Hey all, I've been searching around most of the day. Perhaps I just don't know what words/phrases to use, but I just can't seem to find an answer to this question...

How much does the OEM Flywheel weigh for a GA16DE '93 Sentra SE?

I'd like to replace the flywheel with one a little lighter. Nothing like the 7 lb JWT. That's a little too extreme for my purposes. I'd like to drop a little under 1/2 the weight of the OEM flywheel.


----------



## anobii (Jun 13, 2004)

i'm not positive on the weight but i do know its between 15-17 lbs b/c i wayed mine when i took it out and it wayed 15 lbs but it had been cut alot and i think the only flywheels u can buy are 7 or 8 lbs also i installed a fidanza flywheel (7 lbs) b/c it was a little cheaper than jwt and seems to be great quality but it does'nt hurt the driveability at all and makes a very noticeable difference


----------



## Astrin (Apr 4, 2005)

Thanks for the info, the way everyone talks about it, I was expecting something huge like 30 lbs. =p 

I've gotta replace mine since there's a couple teeth sheered off. (Don't ask me how cause I don't know. I found out when I changed the starter.) I'll prolly just go with the seemingly stock 16.7 lb flywheel by Perfection Clutch from autopartswarehouse(.com). 

Since this is my project car, I'll definitely have to change it to the light aluminum 7 lb one later down the road. At 177,000 miles on almost all original parts.
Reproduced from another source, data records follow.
//! Presentation of the CPU render surface.
//!
//! Game code draws into a `RenderSurface`; the presenter uploads it to a GPU
//! texture once per frame and stretches it over the window.

mod presenter;

pub use presenter::Presenter;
I've still got steering and suspension to tackle, then it's time for a rebuild so I can have the base hp to run one or two good size turbos. :thumbup:


----------



## Twiz (Aug 24, 2004)

Astrin said:


> I've gotta replace mine since there's a couple teeth sheered off. (Don't ask me how cause I don't know. I found out when I changed the starter.)


You cranked up the starter while the engine was already running. That just grinds things off.


----------



## jp314 (Jun 18, 2002)

Not sure how much the GA16DE flywheel weighs, but my SR20DE flywheel weighed 19 lbs. I replaced it with a Fidanza that is 8.7 lbs.


----------